The demand for alternatives to fiat currencies appears to be soaring:
However, the last week or two suggest, perhaps more importantly, that China easing (and outflows implict from further devaluation) now appears to go straight to Bitcoin.
As Overstock’s Chairman noted previously: gold is great, but tough to transport; thus, forcing Chinese into Bitcoin as we previously explained:
As we concluded previously, while China is doing everything in its power to not give the impression that it is panicking, the truth is that it is one viral capital outflow report away from an outright scramble to enforce the most draconian capital controls in its history, which – as every Cypriot and Greek knows by now – is a self-defeating exercise and assures an ever accelerating decline in the currency, which authorities are trying to both keep stable while also devaluing at a pace of their choosing. Said pace never quite works out.

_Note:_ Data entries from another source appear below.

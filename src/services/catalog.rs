use async_trait::async_trait;
use sled::Db;
use tokio::sync::oneshot;

use super::{RequestHandler, Service, ServiceError};
use crate::models::app_settings::{AppSettings, PaymentNumbers};
use crate::models::packages::{NewPackage, Package};
use crate::repositories::app_settings::SettingsRepository;
use crate::repositories::packages::PackageRepository;

pub enum CatalogRequest {
    AddPackage {
        package: NewPackage,
        response: oneshot::Sender<Result<Package, ServiceError>>,
    },
    ListPackages {
        response: oneshot::Sender<Result<Vec<Package>, ServiceError>>,
    },
    DeletePackage {
        id: String,
        response: oneshot::Sender<Result<(), ServiceError>>,
    },
    GetAppSettings {
        response: oneshot::Sender<Result<AppSettings, ServiceError>>,
    },
    /// Read-then-overwrite singleton save; concurrent saves race under
    /// last-write-wins like every other admin edit.
    SaveAppSettings {
        settings: AppSettings,
        response: oneshot::Sender<Result<(), ServiceError>>,
    },
    GetPaymentNumbers {
        response: oneshot::Sender<Result<PaymentNumbers, ServiceError>>,
    },
    SavePaymentNumbers {
        numbers: PaymentNumbers,
        response: oneshot::Sender<Result<(), ServiceError>>,
    },
}

#[derive(Clone)]
pub struct CatalogRequestHandler {
    packages: PackageRepository,
    settings: SettingsRepository,
}

impl CatalogRequestHandler {
    pub fn new(db: &Db) -> Result<Self, anyhow::Error> {
        let packages = PackageRepository::new(db)?;
        let settings = SettingsRepository::new(db)?;

        Ok(CatalogRequestHandler { packages, settings })
    }

    async fn add_package(&self, package: NewPackage) -> Result<Package, ServiceError> {
        if package.name.trim().is_empty() {
            return Err(ServiceError::Validation(
                "Package name is required".to_string(),
            ));
        }
        if !package.price.is_finite() || package.price <= 0.0 {
            return Err(ServiceError::Validation(
                "Price must be a positive number".to_string(),
            ));
        }
        self.packages
            .insert_package(package)
            .map_err(|e| ServiceError::Database(e.to_string()))
    }

    async fn list_packages(&self) -> Result<Vec<Package>, ServiceError> {
        self.packages
            .list_packages()
            .map_err(|e| ServiceError::Database(e.to_string()))
    }

    async fn delete_package(&self, id: &str) -> Result<(), ServiceError> {
        let known = self
            .packages
            .list_packages()
            .map_err(|e| ServiceError::Database(e.to_string()))?
            .iter()
            .any(|p| p.id == id);
        if !known {
            return Err(ServiceError::NotFound);
        }
        self.packages
            .delete_package(id)
            .map_err(|e| ServiceError::Database(e.to_string()))
    }

    async fn get_app_settings(&self) -> Result<AppSettings, ServiceError> {
        self.settings
            .get_app_settings()
            .map_err(|e| ServiceError::Database(e.to_string()))
    }

    async fn save_app_settings(&self, settings: AppSettings) -> Result<(), ServiceError> {
        self.settings
            .save_app_settings(&settings)
            .map_err(|e| ServiceError::Database(e.to_string()))
    }

    async fn get_payment_numbers(&self) -> Result<PaymentNumbers, ServiceError> {
        self.settings
            .get_payment_numbers()
            .map_err(|e| ServiceError::Database(e.to_string()))
    }

    async fn save_payment_numbers(&self, numbers: PaymentNumbers) -> Result<(), ServiceError> {
        self.settings
            .save_payment_numbers(&numbers)
            .map_err(|e| ServiceError::Database(e.to_string()))
    }
}

#[async_trait]
impl RequestHandler<CatalogRequest> for CatalogRequestHandler {
    async fn handle_request(&self, request: CatalogRequest) {
        match request {
            CatalogRequest::AddPackage { package, response } => {
                let result = self.add_package(package).await;
                let _ = response.send(result);
            }
            CatalogRequest::ListPackages { response } => {
                let result = self.list_packages().await;
                let _ = response.send(result);
            }
            CatalogRequest::DeletePackage { id, response } => {
                let result = self.delete_package(&id).await;
                let _ = response.send(result);
            }
            CatalogRequest::GetAppSettings { response } => {
                let result = self.get_app_settings().await;
                let _ = response.send(result);
            }
            CatalogRequest::SaveAppSettings { settings, response } => {
                let result = self.save_app_settings(settings).await;
                let _ = response.send(result);
            }
            CatalogRequest::GetPaymentNumbers { response } => {
                let result = self.get_payment_numbers().await;
                let _ = response.send(result);
            }
            CatalogRequest::SavePaymentNumbers { numbers, response } => {
                let result = self.save_payment_numbers(numbers).await;
                let _ = response.send(result);
            }
        }
    }
}

pub struct CatalogService;

impl CatalogService {
    pub fn new() -> Self {
        CatalogService {}
    }
}

#[async_trait]
impl Service<CatalogRequest, CatalogRequestHandler> for CatalogService {}
use anyhow::bail;
use sled::Db;
use uuid::Uuid;

use crate::models::packages::{NewPackage, Package};

const PACKAGES_TREE: &str = "packages";

/// Operator catalog. Create and delete only; there is no update path.
#[derive(Clone)]
pub struct PackageRepository {
    tree: sled::Tree,
}

impl PackageRepository {
    pub fn new(db: &Db) -> Result<Self, anyhow::Error> {
        let tree = db.open_tree(PACKAGES_TREE)?;
        Ok(PackageRepository { tree })
    }

    pub fn insert_package(&self, new: NewPackage) -> Result<Package, anyhow::Error> {
        let package = Package {
            id: Uuid::new_v4().hyphenated().to_string(),
            operator: new.operator,
            name: new.name,
            price: new.price,
            validity: new.validity,
            kind: new.kind,
            description: new.description,
        };
        let encoded = serde_json::to_vec(&package)?;
        self.tree.insert(package.id.as_bytes(), encoded)?;
        Ok(package)
    }

    pub fn list_packages(&self) -> Result<Vec<Package>, anyhow::Error> {
        let mut packages = Vec::new();
        for kv in self.tree.iter() {
            let (_, ivec) = kv?;
            packages.push(serde_json::from_slice::<Package>(&ivec)?);
        }
        packages.sort_by(|a, b| a.name.cmp(&b.name));
        Ok(packages)
    }

    pub fn delete_package(&self, id: &str) -> Result<(), anyhow::Error> {
        if self.tree.remove(id.as_bytes())?.is_none() {
            bail!("package not found: {}", id);
        }
        Ok(())
    }
}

So what happens then: well, China’s propensity for gold is well-known. We would not be surprised to see a surge of gold imports into China, only instead of going to the traditional Commodity Financing Deals we have written extensively about before, where gold is merely a commodity used to fund domestic carry trades, it ends up in domestic households.

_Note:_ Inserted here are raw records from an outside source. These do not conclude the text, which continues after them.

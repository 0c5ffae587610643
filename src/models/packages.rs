use serde::{Deserialize, Serialize};

use super::transactions::Operator;

#[derive(Clone, Copy, Debug, PartialEq, Eq, Deserialize, Serialize)]
pub enum PackageKind {
    Internet,
    Minute,
    Bundle,
    Offer,
}

/// Catalog entry maintained by the operator; read-only to the user flow.
#[derive(Clone, Debug, Deserialize, Serialize)]
pub struct Package {
    pub id: String,
    pub operator: Operator,
    pub name: String,
    pub price: f64,
    pub validity: String,
    pub kind: PackageKind,
    pub description: String,
}

#[derive(Clone, Debug, Deserialize)]
pub struct NewPackage {
    pub operator: Operator,
    pub name: String,
    pub price: f64,
    pub validity: String,
    pub kind: PackageKind,
    pub description: String,
}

However, while gold has historically been the best store of value in history and has outlasted every currency known to man, it is problemati when it comes to transferring funds in and out of a nation – it tends to show up quite distinctly on X-rays.
Which is why we would not be surprised to see another push higher in the value of bitcoin: it was earlier this summer when the digital currency, which can bypass capital controls and national borders with the click of a button, surged on Grexit concerns and fears a Drachma return would crush the savings of an entire nation. Since then, BTC has dropped (in no small part as a result of the previously documented “forking” with Bitcoin XT), however if a few hundred million Chinese decide that the time has come to use bitcoin as the capital controls bypassing currency of choice, and decide to invest even a tiny fraction of the $22 trillion in Chinese deposits in bitcoin (whose total market cap at last check was just over $3 billion), sit back and watch as we witness the second coming of the bitcoin bubble, one which could make the previous all time highs in the digital currency, seems like a low print.